In enkele woorden vertelde de veldwachter van zijn ont
moeting met den jongeman in den auto, van hun wandeling
naar het huis en wat daarop was gevolgd.
„Dus hij zou nog in huis kunnen zijn?" concludeerde de
inspecteur. „We moeten direct de heele villa doorzoeken. Zijn
de bedienden wakker?"
Hij keek den butler vragend aan.
„Neen, ze slapen allemaal in een aparten vleugel en kunnen
niets gehoord hebben. Mijn kamer ligt naast de dienkeuken,
vandaar dat ik het bellen gehoord heb."
Toen de politie-agenten de hall verlaten hadden, vroeg
Evangeline aan den dokter:
„U laat hem toch.... toch niet hier liggen?"
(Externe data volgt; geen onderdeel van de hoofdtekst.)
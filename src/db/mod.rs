use std::path::Path;

use log::info;
use sqlx::sqlite::*;
use sqlx::SqlitePool;
use thiserror::Error;
use uuid::Uuid;

pub mod crud;
pub mod model;

pub use model::*;

pub type Database = SqlitePool;

#[derive(Debug, Error)]
pub enum DbError {
    #[error("person {0} not found")]
    NotFound(Uuid),
    #[error("corrupt vector of person {id}: {len} bytes is not a multiple of 8")]
    CorruptVector { id: Uuid, len: usize },
    #[error(transparent)]
    Sqlx(#[from] sqlx::Error),
    #[error(transparent)]
    Migrate(#[from] sqlx::migrate::MigrateError),
    #[error(transparent)]
    Io(#[from] std::io::Error),
}

pub async fn init_db(filename: impl AsRef<Path>) -> Result<Database, DbError> {
    let filename = filename.as_ref();
    info!("初始化数据库连接: {}", filename.display());

    let options = SqliteConnectOptions::new()
        .journal_mode(SqliteJournalMode::Wal)
        .synchronous(SqliteSynchronous::Normal)
        .filename(filename)
        .create_if_missing(true);

    let pool = SqlitePool::connect_with(options).await?;
    migrate(&pool).await?;

    Ok(pool)
}

/// 创建内存数据库，只保留一个连接，否则每个连接都会看到不同的数据库
pub async fn init_memory_db() -> Result<Database, DbError> {
    let options: SqliteConnectOptions = "sqlite::memory:".parse()?;
    let pool = SqlitePoolOptions::new()
        .max_connections(1)
        .idle_timeout(None)
        .max_lifetime(None)
        .connect_with(options)
        .await?;
    migrate(&pool).await?;

    Ok(pool)
}

async fn migrate(pool: &Database) -> Result<(), DbError> {
    info!("检查数据库迁移");
    sqlx::migrate!().run(pool).await?;
    Ok(())
}
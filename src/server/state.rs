use std::sync::Arc;
use std::time::Duration;

use crate::PersonDB;
use crate::config::ServerOptions;

/// 应用状态
pub struct AppState {
    /// 人员记录存储
    pub db: PersonDB,
    /// 请求体大小上限
    pub body_limit: usize,
    /// 单张图片向量化的超时时间
    pub decode_timeout: Duration,
}

impl AppState {
    /// 创建新的应用状态
    pub fn new(db: PersonDB, opts: &ServerOptions) -> Arc<Self> {
        Arc::new(AppState {
            db,
            body_limit: opts.body_limit,
            decode_timeout: opts.decode_timeout(),
        })
    }
}
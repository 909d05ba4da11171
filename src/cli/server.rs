use clap::Parser;
use log::info;
use tokio::net::TcpListener;

use crate::cli::SubCommandExtend;
use crate::config::ServerOptions;
use crate::{Opts, PersonDBBuilder, server};

#[derive(Parser, Debug, Clone)]
pub struct ServerCommand {
    #[command(flatten)]
    pub server: ServerOptions,
    /// 监听地址
    #[arg(long, default_value = "127.0.0.1:8000")]
    pub addr: String,
}

impl SubCommandExtend for ServerCommand {
    async fn run(&self, opts: &Opts) -> anyhow::Result<()> {
        let db = PersonDBBuilder::new(opts.conf_dir.clone()).open().await?;

        // 创建应用状态
        let state = server::AppState::new(db, &self.server);

        // 创建应用
        let app = server::create_app(state);

        // 启动服务器
        info!("服务器启动：http://{}", &self.addr);
        info!("接口文档：http://{}/docs", &self.addr);
        let listener = TcpListener::bind(&self.addr).await?;
        axum::serve(listener, app).await?;

        Ok(())
    }
}
mod compare;
mod list;
pub mod server;
mod vectorize;

pub use compare::*;
pub use list::*;
pub use server::*;
pub use vectorize::*;

use crate::config::Opts;

pub trait SubCommandExtend {
    fn run(&self, opts: &Opts) -> impl std::future::Future<Output = anyhow::Result<()>> + Send;
}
„Zoodra de politie met haar onderzoek klaar is, zal ik hem
naar zijn kamer laten brengen. Inmiddels zou ik u in over
weging willen geven naar een andere kamer te gaan.... ik
vrees, dat de inspecteur wel een onderhoud met u zal moeten
hebben, mevrouw Shutter."
Hij sloeg vriendelijk zijn arm om haar heen en leidde haar
naar een kleinen salon die aan de hall grensde. Daar wachtten
zij zwijgend op de terugkomst van den inspecteur.
Alleen eenmaal verbrak de dokter de stilte door een vraag.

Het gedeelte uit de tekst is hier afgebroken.